The good news is that we have a handful of volunteers, so far, to help with the development process. If you’re new to development or coding, and you want to get involved this is the project for that. It took me a couple of languages to learn to how to code, but it wasn’t until I started reading and working on other people’s code that I learned how to develop. There’s a lot of code to learn from here. Even if you have just watched a few tutorial video’s, don’t be afraid to get in the mix. Maybe you don’t contribute a single line of committed code for v2.0, but I suspect when we start v2.1, you’ll be ready and eager. Besides you really can’t break what is already broken; and even if you did that’s the reason for version control.
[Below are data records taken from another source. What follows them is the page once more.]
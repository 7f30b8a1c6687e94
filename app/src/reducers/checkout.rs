//! Checkout and order submission reducer.
//!
//! Drives the step machine `Cart → Delivery → Contacts → Success`, validates
//! the delivery and contact forms locally, and submits accepted compositions
//! to the orders endpoint. Invalid input blocks advancement without any
//! network call; refused submissions never reach the network either.

use crate::actions::AppAction;
use crate::environment::AppEnvironment;
use crate::events::{self, AppEvent};
use crate::providers::{BurgerApi, TokenStore};
use crate::selectors::{self, SubmitRefusal};
use crate::state::{
    AppState, CheckoutErrors, CheckoutStep, ConstructorState, Order, OrderState, OrderStatus,
};
use stellar_burgers_core::effect::Effect;
use stellar_burgers_core::reducer::Reducer;
use stellar_burgers_core::{SmallVec, smallvec};

/// Checkout reducer.
#[derive(Debug, Clone)]
pub struct CheckoutReducer<A, T> {
    _phantom: std::marker::PhantomData<(A, T)>,
}

impl<A, T> CheckoutReducer<A, T> {
    /// Create a new checkout reducer.
    #[must_use]
    pub const fn new() -> Self {
        Self {
            _phantom: std::marker::PhantomData,
        }
    }
}

impl<A, T> Default for CheckoutReducer<A, T> {
    fn default() -> Self {
        Self::new()
    }
}

impl<A, T> Reducer for CheckoutReducer<A, T>
where
    A: BurgerApi + Clone + 'static,
    T: TokenStore + Clone + 'static,
{
    type State = AppState;
    type Action = AppAction;
    type Environment = AppEnvironment<A, T>;

    fn reduce(
        &self,
        state: &mut Self::State,
        action: Self::Action,
        env: &Self::Environment,
    ) -> SmallVec<[Effect<Self::Action>; 4]> {
        match action {
            // ═══════════════════════════════════════════════════════════════
            // Step machine & forms
            // ═══════════════════════════════════════════════════════════════
            AppAction::OpenCheckout => {
                state.checkout.step = CheckoutStep::Cart;
                state.checkout.errors = CheckoutErrors::default();
                smallvec![Effect::None]
            },

            AppAction::SetDelivery(info) => {
                if info.address.trim().is_empty() {
                    state.checkout.errors.address = Some("Address is required".to_string());
                    return smallvec![Effect::None];
                }

                state.checkout.errors.address = None;
                state.checkout.delivery = Some(info);
                smallvec![Effect::None]
            },

            AppAction::SetContacts(info) => {
                let email_ok = is_valid_email(&info.email);
                let phone_ok = is_valid_phone(&info.phone);

                state.checkout.errors.email =
                    (!email_ok).then(|| "Invalid email address".to_string());
                state.checkout.errors.phone =
                    (!phone_ok).then(|| "Invalid phone number".to_string());

                if email_ok && phone_ok {
                    state.checkout.contacts = Some(info);
                }
                smallvec![Effect::None]
            },

            AppAction::NextStep => {
                state.checkout.step = match state.checkout.step {
                    CheckoutStep::Cart => CheckoutStep::Delivery,
                    CheckoutStep::Delivery
                        if state.checkout.delivery.is_some()
                            && state.checkout.errors.address.is_none() =>
                    {
                        CheckoutStep::Contacts
                    },
                    // Success is reached only through an accepted order
                    step => step,
                };
                smallvec![Effect::None]
            },

            AppAction::PrevStep => {
                state.checkout.step = match state.checkout.step {
                    CheckoutStep::Contacts => CheckoutStep::Delivery,
                    CheckoutStep::Delivery => CheckoutStep::Cart,
                    step => step,
                };
                smallvec![Effect::None]
            },

            // ═══════════════════════════════════════════════════════════════
            // SubmitOrder: preconditions, then POST the composition
            // ═══════════════════════════════════════════════════════════════
            AppAction::SubmitOrder { from } => {
                if let Some(refusal) = selectors::submit_refusal(state) {
                    tracing::warn!(%refusal, "order submission refused");
                    return match refusal {
                        SubmitRefusal::NotAuthenticated => smallvec![events::publish(
                            &env.event_bus,
                            AppEvent::LoginRequired { from },
                            env.clock.now(),
                        )],
                        _ => smallvec![Effect::None],
                    };
                }

                let Some(composition) = selectors::burger_composition(&state.constructor) else {
                    // submit_refusal above guarantees a bun is present
                    return smallvec![Effect::None];
                };

                state.order.order_request = true;
                state.order.error = None;

                let total = selectors::total_price(&state.constructor);
                let api = env.api.clone();
                let tokens = env.tokens.clone();
                let submitted_at = env.clock.now();

                smallvec![Effect::Future(Box::pin(async move {
                    let access = match tokens.access_token().await {
                        Ok(Some(token)) => token,
                        Ok(None) => {
                            return Some(AppAction::OrderFailed {
                                message: "Missing access token".to_string(),
                            });
                        },
                        Err(error) => {
                            return Some(AppAction::OrderFailed {
                                message: error.to_string(),
                            });
                        },
                    };

                    match api.submit_order(&access, &composition).await {
                        Ok(confirmation) => Some(AppAction::OrderAccepted {
                            order: Order {
                                number: confirmation.number,
                                name: confirmation.name,
                                status: OrderStatus::Created,
                                ingredients: composition,
                                created_at: submitted_at,
                                updated_at: submitted_at,
                                total,
                            },
                        }),
                        Err(error) => {
                            tracing::warn!(%error, "order submission failed");
                            Some(AppAction::OrderFailed {
                                message: error.to_string(),
                            })
                        },
                    }
                }))]
            },

            AppAction::OrderAccepted { order } => {
                let number = order.number;
                state.order.order_request = false;
                state.order.error = None;
                state.order.order = Some(order);
                state.checkout.step = CheckoutStep::Success;
                state.constructor = ConstructorState::default();

                let now = env.clock.now();
                smallvec![
                    events::publish(&env.event_bus, AppEvent::OrderAccepted { number }, now),
                    events::publish(&env.event_bus, AppEvent::ConstructorCleared, now),
                ]
            },

            AppAction::OrderFailed { message } => {
                // Constructor preserved so the user can retry; step unchanged.
                state.order.order_request = false;
                state.order.error = Some(message.clone());

                smallvec![events::publish(
                    &env.event_bus,
                    AppEvent::OrderFailed { message },
                    env.clock.now(),
                )]
            },

            AppAction::ClearOrderDetails => {
                state.order = OrderState::default();
                state.checkout.step = CheckoutStep::Cart;
                smallvec![Effect::None]
            },

            // Other actions are not handled by this reducer
            _ => smallvec![Effect::None],
        }
    }
}

/// Minimal email shape check: `local@domain.tld`.
fn is_valid_email(email: &str) -> bool {
    email
        .split_once('@')
        .is_some_and(|(local, domain)| {
            !local.is_empty()
                && !domain.is_empty()
                && domain.contains('.')
                && !domain.starts_with('.')
                && !domain.ends_with('.')
        })
}

/// Minimal phone shape check: at least 10 digits, `+ - ( )` and spaces allowed.
fn is_valid_phone(phone: &str) -> bool {
    let digits = phone.chars().filter(char::is_ascii_digit).count();
    let valid_chars = phone
        .chars()
        .all(|c| c.is_ascii_digit() || matches!(c, '+' | '-' | '(' | ')' | ' '));
    valid_chars && digits >= 10
}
Now for the graphic news. Lastnight, I was messing with CCv1 on CPv2 (nightly), the install went great, and the Dashboard worked (mostly), I loaded in the demo products just fine, I found the one theme that was compatible with both; the Asteroid Theme (I might have been the first person to install it this decade or the last), and just as expected the public side of the CCv1 is broke. It completely failed to load, let alone render.

Long version short, due to some peculiar behavior I noticed, while I was playing with things and thanks this post:

I was able to get a broken store page and a near perfect products page to render on a refresh. I grinned with excitement. I’m very confident that when dev team applies (and we learn from) the method that I used last-night and confirmed today, that we can get a working (read hack) version of CCv1 up and running on CPv2 pretty quickly. It won’t be a production ready thing; honestly it’s ugly at it gets. What I did last-night was more akin to hot-wiring a cold war era spaceship while in suspended orbit with dental floss and a bumble-gum wrapper (Thanks MacGyver, you taught me so much).

@ozfiddler, seriously, thank-you for the lead! If you’re interested in one last hurrah before you start your next chapter, I’d gladly eat my words and welcome you onto the CCv2 dev team. PM me if you’re interested and if nothing else please allow me pick your brain.

In the meantime, I know what you are thinking: “a post like this means nothing without pics.” Then feast your eyes on this and receive the same ear-to-ear grin of excitement that I did.

Regardless, there is still be long process ahead until the CCv2 code base is alpha ready, but we have arrived at the starting line.

Enjoy the rest of your weekend!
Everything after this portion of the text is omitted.